By Paul Jones
Freddie Woodman believes Swansea City have shown they are capable of muscling up this season which has given them a new identity.
Having nurtured a long time reputation as a passing team, Swansea have sometimes been undone in recent seasons by more physical sides and they had a clear previous weakness at set-pieces.
But the Swans goalkeeper reckons his team now possess brawn as well as brains as they target promotion in a brutally demanding season.
Head coach Steve Cooper’s side have had a fine start to the new Championship season and have combined their usual attractive football with new-found defensive grit.
Woodman has kept three successive clean sheets in three straight home wins ahead of Swansea hosting Sheffield Wednesday tonight.
“We’re doing really well at the moment,” said Newcastle loanee Woodman.
“This league can give you challenges with the aerial threat, but we have dealt with them and we need to keep doing that.
“We go into any game wanting to show what we can do with the ball, but you have to be able to do the other side of things too because this game is about what happens in both boxes, not just one.
“It (defence) is obviously important in this league.
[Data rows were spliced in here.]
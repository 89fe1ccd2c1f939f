//! # Registry of live execution contexts.
//!
//! Owns the worker join handles so shutdown can wait for every context to stop.

use std::collections::HashMap;
use std::sync::Arc;
use std::sync::atomic::{AtomicU32, Ordering};
use std::time::Duration;

use parking_lot::{Mutex, RwLock};
use tokio::task::JoinHandle;
use tokio_util::sync::CancellationToken;
use tracing::warn;

use super::{ContextId, ExecutionContext};
use crate::error::BridgeError;

/// Thread-safe map of [`ContextId`] → [`ExecutionContext`].
pub struct ExecutionContexts {
    main: ExecutionContext,
    contexts: RwLock<HashMap<ContextId, ExecutionContext>>,
    workers: Mutex<Vec<JoinHandle<()>>>,
    next_id: AtomicU32,
    root: CancellationToken,
}

impl ExecutionContexts {
    /// Creates the registry and spawns the main context.
    ///
    /// Must be called from within a tokio runtime.
    pub fn new(main_name: impl Into<Arc<str>>, root: CancellationToken) -> Arc<Self> {
        let (main, join) = ExecutionContext::spawn(ContextId::MAIN, main_name, &root);
        let mut contexts = HashMap::new();
        contexts.insert(ContextId::MAIN, main.clone());

        Arc::new(Self {
            main,
            contexts: RwLock::new(contexts),
            workers: Mutex::new(vec![join]),
            next_id: AtomicU32::new(1),
            root,
        })
    }

    /// Spawns an additional context with a fresh id.
    pub fn spawn(&self, name: impl Into<Arc<str>>) -> ExecutionContext {
        let id = ContextId(self.next_id.fetch_add(1, Ordering::Relaxed));
        let (ctx, join) = ExecutionContext::spawn(id, name, &self.root);
        self.contexts.write().insert(id, ctx.clone());
        self.workers.lock().push(join);
        ctx
    }

    /// Returns the main context.
    pub fn main(&self) -> &ExecutionContext {
        &self.main
    }

    /// Looks up a context by id.
    pub fn get(&self, id: ContextId) -> Result<ExecutionContext, BridgeError> {
        self.contexts
            .read()
            .get(&id)
            .cloned()
            .ok_or(BridgeError::UnknownContext(id))
    }

    /// Closes and forgets a non-main context.
    pub fn remove(&self, id: ContextId) -> Option<ExecutionContext> {
        if id == ContextId::MAIN {
            return None;
        }
        let ctx = self.contexts.write().remove(&id)?;
        ctx.close();
        Some(ctx)
    }

    /// Returns the sorted ids of all registered contexts.
    pub fn ids(&self) -> Vec<ContextId> {
        let mut ids: Vec<ContextId> = self.contexts.read().keys().copied().collect();
        ids.sort_unstable();
        ids
    }

    /// Closes every context and waits up to `grace` for the workers to stop.
    ///
    /// Returns `true` when all workers exited in time.
    pub async fn shutdown(&self, grace: Duration) -> bool {
        self.root.cancel();
        let workers: Vec<JoinHandle<()>> = std::mem::take(&mut *self.workers.lock());

        let all = async {
            for w in workers {
                if let Err(err) = w.await {
                    warn!(error = %err, "execution context worker ended abnormally");
                }
            }
        };
        if grace.is_zero() {
            return true;
        }
        match tokio::time::timeout(grace, all).await {
            Ok(()) => true,
            Err(_) => {
                warn!(?grace, "execution contexts did not stop within grace");
                false
            }
        }
    }
}

#[cfg(test)]
mod tests {
    use super::*;

    #[tokio::test]
    async fn main_context_always_present() {
        let contexts = ExecutionContexts::new("main", CancellationToken::new());
        assert_eq!(contexts.main().id(), ContextId::MAIN);
        assert_eq!(contexts.ids(), vec![ContextId::MAIN]);
        assert!(contexts.remove(ContextId::MAIN).is_none());
    }

    #[tokio::test]
    async fn spawned_contexts_get_fresh_ids() {
        let contexts = ExecutionContexts::new("main", CancellationToken::new());
        let a = contexts.spawn("a");
        let b = contexts.spawn("b");

        assert_ne!(a.id(), b.id());
        assert_eq!(contexts.get(a.id()).unwrap().name(), "a");

        contexts.remove(a.id());
        assert!(a.is_closed());
        assert!(matches!(
            contexts.get(a.id()),
            Err(BridgeError::UnknownContext(_))
        ));
    }

    #[tokio::test]
    async fn shutdown_stops_all_workers() {
        let contexts = ExecutionContexts::new("main", CancellationToken::new());
        let extra = contexts.spawn("extra");

        assert!(contexts.shutdown(Duration::from_secs(1)).await);
        assert!(contexts.main().is_closed());
        assert!(extra.is_closed());
    }
}
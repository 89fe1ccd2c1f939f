//! # Subscriber trait.
//!
//! Provides [`Subscriber`], the extension point every observer implements so that
//! fan-out can call a method by name with a list of [`Value`] arguments.
//!
//! Most types implement [`Observe`] instead and describe their callable surface
//! once, in a `'static` [`MethodTable`]; a blanket impl turns every `Observe`
//! type into a `Subscriber`.
//!
//! ## Rules
//! - `invoke` runs on whichever execution context the fan-out targets.
//! - Return an error rather than panicking; panics are caught anyway and logged
//!   as [`DispatchError::Panicked`].
//! - A failing subscriber never prevents delivery to the others.
//!
//! ## Example
//! ```rust
//! use std::sync::LazyLock;
//! use observer_bridge::{MethodTable, Observe, Subscriber, Value};
//!
//! struct Printer;
//!
//! impl Observe for Printer {
//!     fn methods() -> &'static MethodTable<Self> {
//!         static TABLE: LazyLock<MethodTable<Printer>> = LazyLock::new(|| {
//!             MethodTable::new().method2("onObserve", |_: &Printer, ty: i32, info: Value| {
//!                 println!("type {ty}: {info:?}");
//!                 Ok(())
//!             })
//!         });
//!         &TABLE
//!     }
//! }
//!
//! Printer.invoke("onObserve", &[Value::Int(3), Value::Null]).unwrap();
//! ```

use super::method::MethodTable;
use super::value::Value;
use crate::error::DispatchError;

/// Object that can receive name-dispatched calls.
pub trait Subscriber: Send + Sync + 'static {
    /// Invokes `method` with `args`.
    fn invoke(&self, method: &str, args: &[Value]) -> Result<(), DispatchError>;

    /// Returns the subscriber name used in logs.
    ///
    /// The default uses `type_name::<Self>()`, which can be verbose.
    fn name(&self) -> &'static str {
        std::any::type_name::<Self>()
    }
}

/// Static description of a subscriber type's callable methods.
pub trait Observe: Send + Sync + Sized + 'static {
    /// Returns the shared method table for this type.
    fn methods() -> &'static MethodTable<Self>;
}

impl<T: Observe> Subscriber for T {
    fn invoke(&self, method: &str, args: &[Value]) -> Result<(), DispatchError> {
        T::methods().invoke(self, method, args)
    }
}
I think the boys have got a really good attitude towards it and you have seen guys making the effort to be there to make key clearances.”
Woodman has kept six clean sheets from 11 Championship games this season and only Middlesbrough have conceded fewer Championship goals than Swansea.
That’s despite Cooper having lost star Wales centre-half Joe Rodon to Premier League Tottenham Hotspur for £11million.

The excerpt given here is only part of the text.